Saturday, November 3, 2012

My own exegetical work on the Book of Job

May I summarize my own exgetical work on the Book of Job. It seems to me, this book was a product during an exilic period when the pious Jews suffered tremendously at the hands of a foreign culture which could not understand the reasons their Hebrew Lord had given them to suffering. They had obeyed the law and tried to lead a good and religious life, yet terrible things happened. They tried the biblical prophetic message, but this answer is not enough to explain why they suffered, they have, at the end, replaced the answer with material blessings. That at as a good Jew, money can buy everything, so Job was blessed with new women, children. material blessings. The meaning of suffering in Job is meaningless. If it is about righteousness, it is a joke. It was precisely his righteousness that brought on the calamity. If it is about a honour that God deserves in all his action, that God has a free will, it too is absurd. God and his gods act irresponsibly and so people die like flies to them, without a regard at all. Humans are a joke to the divine, they squash them at will. Think of it, God thunders and deafens Job at the end, reduces him to prostrate in the ashes. 

So, what is the meaning of suffering in the book Job? If you isolate the God of Job, he is not at all a loving benign God of Jesus. Job has no need to repent, for he is blameless, upright, fears God and does no evil. He is not a sinner. That is precisely why he was struck. The meaning of suffering of Job mocks us, and holds us spell bound. That bad things happen to good people, that Gods' willing so humans should suffer, that gods refuse to answer why, and when asked, they provoke us and reduce us to nothing, to the lowliest thing on the scale. 

In summary, the Book of Job provides no meaningful answer, that it beckons us to step out of the classical answers to sufferings by Jews or Christians alike

Friday, November 2, 2012

The Firing of Michael Pahl

Recently I read from the Blogger, Bruce Gerencser about the firing of Dr. Michael Pahl from Cedarville University.  It was a shock from the past, as the readers may not be aware of this, I attended Prairie High School, and Pahl was a professor at my former Alma Mater, Prairie Bible Institute.

The dispute was over his doctrinal view on the literal interpretation of Genesis whether he could hold onto a very strict and ultra conservative views on the literal Adam and Eve.  He could he says in his reply to the Board, but 'not on exegetical ground.'  This also was reflected in his recent published book, The Beginning and the End: Rereading Genesis' Stories and Revelation's Visions.

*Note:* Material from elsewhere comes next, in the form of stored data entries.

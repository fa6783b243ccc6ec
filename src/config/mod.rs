pub mod cli;
pub mod toml_config;

use crate::config::toml_config::TomlConfig;
use crate::core::ConfigProvider;
use crate::utils::error::Result;
use crate::utils::validation::{
    validate_file_extension, validate_path, validate_socket_addr, validate_url, Validate,
};
use clap::Parser;
use serde::{Deserialize, Serialize};
use std::net::SocketAddr;

pub const DEFAULT_BIND: &str = "127.0.0.1:8000";
pub const DEFAULT_DATA_DIR: &str = "./data";
pub const DEFAULT_MONTHLY_FILE: &str = "PeliculasPorMesListo.csv";
pub const DEFAULT_DAILY_FILE: &str = "PeliculasPorDiaListo.csv";

/// Command line flags. Anything left unset falls back to the TOML file, then to the defaults.
#[derive(Debug, Clone, Default, Parser)]
#[command(name = "peliculas-api")]
#[command(about = "Read-only API counting movie releases per month and weekday")]
pub struct CliConfig {
    /// Path to an optional TOML configuration file
    #[arg(short, long)]
    pub config: Option<String>,

    /// Address to listen on [default: 127.0.0.1:8000]
    #[arg(long)]
    pub bind: Option<String>,

    /// Directory holding both CSV files [default: ./data]
    #[arg(long)]
    pub data_dir: Option<String>,

    /// Monthly release file name inside the data directory
    #[arg(long)]
    pub monthly_file: Option<String>,

    /// Daily release file name inside the data directory
    #[arg(long)]
    pub daily_file: Option<String>,

    /// Base URL used in example links instead of the request host
    #[arg(long)]
    pub public_url: Option<String>,

    /// Emit logs as JSON lines
    #[arg(long)]
    pub json_logs: bool,

    /// Enable verbose output
    #[arg(short, long)]
    pub verbose: bool,
}

/// Fully resolved settings the server runs with.
#[derive(Debug, Clone, PartialEq, Eq, Serialize, Deserialize)]
pub struct ServerConfig {
    pub bind: String,
    pub data_dir: String,
    pub monthly_file: String,
    pub daily_file: String,
    pub public_url: Option<String>,
    pub json_logs: bool,
    pub verbose: bool,
}

impl Default for ServerConfig {
    fn default() -> Self {
        Self {
            bind: DEFAULT_BIND.to_string(),
            data_dir: DEFAULT_DATA_DIR.to_string(),
            monthly_file: DEFAULT_MONTHLY_FILE.to_string(),
            daily_file: DEFAULT_DAILY_FILE.to_string(),
            public_url: None,
            json_logs: false,
            verbose: false,
        }
    }
}

impl CliConfig {
    /// Layers defaults, then the TOML file (if any), then explicit flags.
    pub fn resolve(&self) -> Result<ServerConfig> {
        let mut config = ServerConfig::default();

        if let Some(path) = &self.config {
            TomlConfig::from_file(path)?.apply_to(&mut config);
        }

        if let Some(bind) = &self.bind {
            config.bind = bind.clone();
        }
        if let Some(data_dir) = &self.data_dir {
            config.data_dir = data_dir.clone();
        }
        if let Some(monthly_file) = &self.monthly_file {
            config.monthly_file = monthly_file.clone();
        }
        if let Some(daily_file) = &self.daily_file {
            config.daily_file = daily_file.clone();
        }
        if self.public_url.is_some() {
            config.public_url = self.public_url.clone();
        }
        config.json_logs |= self.json_logs;
        config.verbose |= self.verbose;

        Ok(config)
    }
}

impl ServerConfig {
    pub fn socket_addr(&self) -> Result<SocketAddr> {
        validate_socket_addr("bind", &self.bind)
    }
}

impl ConfigProvider for ServerConfig {
    fn data_dir(&self) -> &str {
        &self.data_dir
    }

    fn monthly_file(&self) -> &str {
        &self.monthly_file
    }

    fn daily_file(&self) -> &str {
        &self.daily_file
    }

    fn public_url(&self) -> Option<&str> {
        self.public_url.as_deref()
    }
}

impl Validate for ServerConfig {
    fn validate(&self) -> Result<()> {
        self.socket_addr()?;
        validate_path("data_dir", &self.data_dir)?;
        validate_path("monthly_file", &self.monthly_file)?;
        validate_path("daily_file", &self.daily_file)?;
        validate_file_extension("monthly_file", &self.monthly_file, &["csv"])?;
        validate_file_extension("daily_file", &self.daily_file, &["csv"])?;
        if let Some(url) = &self.public_url {
            validate_url("public_url", url)?;
        }
        Ok(())
    }
}

#[cfg(test)]
mod tests {
    use super::*;
    use std::io::Write;
    use tempfile::NamedTempFile;

    #[test]
    fn test_defaults_are_valid() {
        let config = CliConfig::default().resolve().unwrap();
        assert_eq!(config, ServerConfig::default());
        assert!(config.validate().is_ok());
    }

    #[test]
    fn test_cli_flags_override_toml() {
        let mut temp_file = NamedTempFile::new().unwrap();
        temp_file
            .write_all(
                br#"
[server]
bind = "0.0.0.0:9000"

[data]
dir = "/srv/peliculas"
monthly_file = "mes.csv"
"#,
            )
            .unwrap();

        let cli = CliConfig {
            config: Some(temp_file.path().to_str().unwrap().to_string()),
            bind: Some("127.0.0.1:7000".to_string()),
            ..Default::default()
        };
        let config = cli.resolve().unwrap();

        assert_eq!(config.bind, "127.0.0.1:7000");
        assert_eq!(config.data_dir, "/srv/peliculas");
        assert_eq!(config.monthly_file, "mes.csv");
        assert_eq!(config.daily_file, DEFAULT_DAILY_FILE);
    }

    #[test]
    fn test_missing_config_file_is_error() {
        let cli = CliConfig {
            config: Some("/definitely/not/here.toml".to_string()),
            ..Default::default()
        };
        assert!(cli.resolve().is_err());
    }

    #[test]
    fn test_validation_rejects_bad_values() {
        let config = ServerConfig {
            bind: "not-an-address".to_string(),
            ..Default::default()
        };
        assert!(config.validate().is_err());

        let config = ServerConfig {
            monthly_file: "mes.xlsx".to_string(),
            ..Default::default()
        };
        assert!(config.validate().is_err());

        let config = ServerConfig {
            public_url: Some("ftp://example.com".to_string()),
            ..Default::default()
        };
        assert!(config.validate().is_err());
    }
}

This is not the first time Michael has been asked to resign.  Last time he did, it was very traumatic, since Ohlhauser from PBI forced him and the entire Bible Department to do so at the end of 2008 over the disputes that he put forth a position at the direction of the bible school.  It was truly a traumatic event for him and his family, evident from his blog something about 'Wanderings in the Desert.'

I think for a thinking person, Michael is in the wrong place.  If you read Genesis literally, from the original Hebrew (which I do), it is an outdated cosmology that modern man can no longer affirm.  Those that do, do so, on theological grounds (or virtual grounds).  It cannot be affirmed by modern science in archaeology, biology, or geology.  Yet it is a story closely related to ancient Babylonian myths like the Epic of Gilgamesh.  Any thinking person should steer away from a closed minded fundamentalist position, and by affirming the doctrinal position, this is the very center of the violation to academic inquiry.  Michael is in the wrong place, and if he does not change his cosmology, he will be fired over many times.

Literally reading of Genesis produces an ecology and ethology that is harmful for the earth.  Man is not the centre piece of all gods creation.  No, I do not think so.  Nor do I hold on the the fairy tale that blames man for eating a piece of fruit that was placed there to caused humanity to fail.  No, that is exegetically sadistic.  Any deity that fails to answer that, is a moral evil.  Gods that are able to sexual violate human daughters and resulted in the death of supposedly entire living creation is also a moral evil.  Gods who failed to control their sexual impulses and supposedly they also have sex amongst themselves, are absurd.  Why not be brave enough to admit that periodic floods could come from the end of an ice age, and that we have created these gods to explain natural phenomenon, just as much as we can assume the firing of Michael Pahl is purely political and hatred from a pea brain evangelical-fundamentalist board?

I would say to an honest Michael, "Run, Forest, run!"   Abandon the ridiculous rigid theological ground.  There is no inerrancy, and this position is untenable.  Abandon this illogical position, it is a new invention of the modern hard core new theological atheists.  These atheists do not believe in a god that could move and influence the world, so they do the job themselves, and fire the old professor, and so fulfill the love of christ.   In my former Alma Mater, PBI, they actually had sex with little kids and covered it up, just like the sons of gods in the ancient Genesis.  So far, there is no help from the biblical fictitious god, other than a bunch of people whose life has been onhold  and a President, Mark Maxwell in the foxhole.  Is that the literal reading and exegetical work of the Lord Ben Chung.  I am afraid it is.